Table 9. Comparison of Specificity, Accuracy, Recall and F1-score indicators under different modules based on ICS-SGAD and AKNN-SGFD data sets.

Table 10

Table 10. Comparison of Specificity, Accuracy, Recall and F1-score indicators under different modules based on FFC-SG and OWA-SGFD data sets.

Figure 10

Figure 10. Comparative visualization of Specificity, Accuracy, Recall and F1-score indicators based on four data sets under different modules.

According to the data in Tables 11, 12, the resource consumption of the model optimized with different technical modules on the four datasets is evident. Compared to the baseline model, adding the transfer learning module can moderately reduce the model’s training time, inference time, and parameter count. However, the reduction is limited. For example, on the ICS-SGAD dataset, the training time decreases by only 3.86 s, the inference time decreases from 147.75 m to 138.47 m, and the parameter count improves by 9.44 million.After incorporating the gan module, the model’s computational costs decrease further, with training time and inference time both reducing by around 10% on all datasets, and a noticeable decrease in parameter count. The most effective results are achieved when we connect the transfer learning module and the generative adversarial network module in series. This approach leads to an average reduction of over 30% in training time, over 20% in inference time, and over 15% in parameter count across the four datasets. Particularly noteworthy is the more pronounced resource savings on the FFC-SG and OWA-SGFD datasets. This indicates that our approach not only significantly improves model performance but also substantially reduces the model’s computational costs, demonstrating its substantial practical value. Finally, we visually present the data results from Tables 11, 12 in the following Figure 11.

Table 11

Table 11. Comparison of Training time, Inference time and Parameters indicators under different modules based on ICS-SGAD and AKNN-SGFD data sets.

Table 12

Table 12. Comparison of Training time, Inference time and Parameters indicators under different modules based on FFC-SG and OWA-SGFD data sets.

Figure 11

Figure 11. Comparative visualization of Training time, Inference time and Parameters indicators under different modules based on four data sets.
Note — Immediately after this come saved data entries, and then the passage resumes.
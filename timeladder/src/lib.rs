// Copyright 2025 the Timeladder Authors
// SPDX-License-Identifier: Apache-2.0 OR MIT

//! Timeladder: an interactive temporal axis.
//!
//! Dated events are placed along a horizontal axis as vertical rungs. The
//! [`Timeline`] engine owns all axis state and composes the layer crates:
//!
//! - `timeladder_position`: continuous marker values per [`ViewMode`].
//! - `timeladder_view`: pan offset, visible range and drag gestures.
//! - `timeladder_focus`: Point A (live now) and Point B (frozen focus).
//! - `timeladder_declutter`: stacking heights and jitter for crowded spans.
//! - `timeladder_render`: rungs, vote dots, glow, pulse, hit-testing and the
//!   animation predicate.
//! - `timeladder_transition`: the phased switch between view modes.
//!
//! The host feeds it pointer input, surface sizes, [`Intent`]s and time
//! ([`Millis`] plus an occasional wall-clock reading), and paints the
//! [`Scene`] it returns. Vote tallies are fetched by the host in batches
//! described by [`VoteBatchTicket`]s.
//!
//! ## Minimal example
//!
//! ```rust
//! use chrono::NaiveDate;
//! use kurbo::{Point, Size};
//! use timeladder::{
//!     Category, CountingScheduler, Event, EventId, Interaction, Millis, Timeline,
//!     TimelineConfig,
//! };
//!
//! let day = NaiveDate::from_ymd_opt(2024, 4, 2).unwrap();
//! let now = day.and_hms_opt(12, 0, 0).unwrap();
//!
//! let mut timeline = Timeline::new(
//!     TimelineConfig::default(),
//!     now,
//!     Millis(0),
//!     CountingScheduler::default(),
//! );
//! timeline.set_events(vec![
//!     Event::new(EventId(1), day.and_hms_opt(9, 0, 0), Category::Remark),
//!     Event::new(EventId(2), day.and_hms_opt(12, 30, 0), Category::News),
//! ]);
//! timeline.resize(Size::new(480.0, 100.0));
//!
//! // Three hours before now, 48 px per hour, from the center at 240 px.
//! let first = timeline.layout()[0];
//! assert_eq!(first.marker_value, -3.0);
//! assert_eq!(first.screen_x, 96.0);
//!
//! timeline.frame(Millis(16)).unwrap();
//! timeline.pointer_down(Point::new(96.0, 70.0), Millis(20));
//! let Some(Interaction::Activated(hit)) = timeline.pointer_up(Point::new(96.0, 70.0), Millis(40))
//! else {
//!     panic!("expected a marker click");
//! };
//! assert_eq!(hit.event, EventId(1));
//!
//! // The clicked event is now Point B and stays under the pointer.
//! assert_eq!(timeline.focus().unwrap().reference_timestamp, day.and_hms_opt(9, 0, 0).unwrap());
//! assert_eq!(timeline.layout()[0].screen_x, 96.0);
//! ```
//!
//! This crate is `no_std` and uses `alloc`.

#![no_std]

extern crate alloc;

mod config;
mod engine;
mod error;
mod event;
mod votes;

pub use config::{CategoryPalette, TimelineConfig, TimelineTuning};
pub use engine::{
    Activation, Intent, Interaction, MarkerPosition, PointerInfo, PointerMove, TickOutcome,
    Timeline, TimelineSnapshot,
};
pub use error::IntentError;
pub use event::{
    Category, Event, EventId, IngestError, MediaKind, RawEvent, RawTimestamp, parse_timestamp,
    timestamp_from_millis,
};
pub use votes::{VoteBatchTicket, VoteFetchError};

pub use timeladder_focus::{FocusError, FocusRequest, FocusSnapshot};
pub use timeladder_position::{TimeScale, ViewMode};
pub use timeladder_render::{
    AnimationInputs, CountingScheduler, FrameScheduler, Scene, SceneOp, VoteDot, VoteTally,
};
pub use timeladder_timing::Millis;
pub use timeladder_transition::{Phase, TransitionRejected};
The model we proposed in this study outperforms the other six classical models on four different types of real datasets, both in terms of predictive performance indicators and computational resource consumption. Especially in practical application scenarios such as medical image recognition datasets FFC-SG and OWA-SGFD, our model’s superiority is particularly evident, with an average improvement of over 5% or more in each metric and computational indicators compared to other models. This clearly demonstrates the advantages of our approach in these types of tasks. Additionally, by comparing different technical modules, it can be observed that our combined approach of transfer learning and generative adversarial networks comprehensively exploits dataset information, significantly improving model performance, while also minimizing the computational burden associated with model training and inference. This holds significant value in industrial applications.

In summary, this series of experimental results thoroughly validates the wide applicability and outstanding performance of our proposed method in addressing real-world problems, providing valuable insights for relevant applications. We will continue to explore this direction in the future, aiming to continuously enhance the model’s performance across various tasks and contribute to solving practical issues.

4.6 Discussion

In this study, we employed a comprehensive approach by utilizing the Vision Transformer (ViT) model, transfer learning, and generative adversarial networks. Starting from the perspective of image processing, we seek to advance the digitization and intelligent perception levels of power systems. With the introduction of the ViT model, we accelerate the learning process through transfer learning and use generative adversarial networks to augment training data, bringing significant technological breakthroughs to the field of power system image processing.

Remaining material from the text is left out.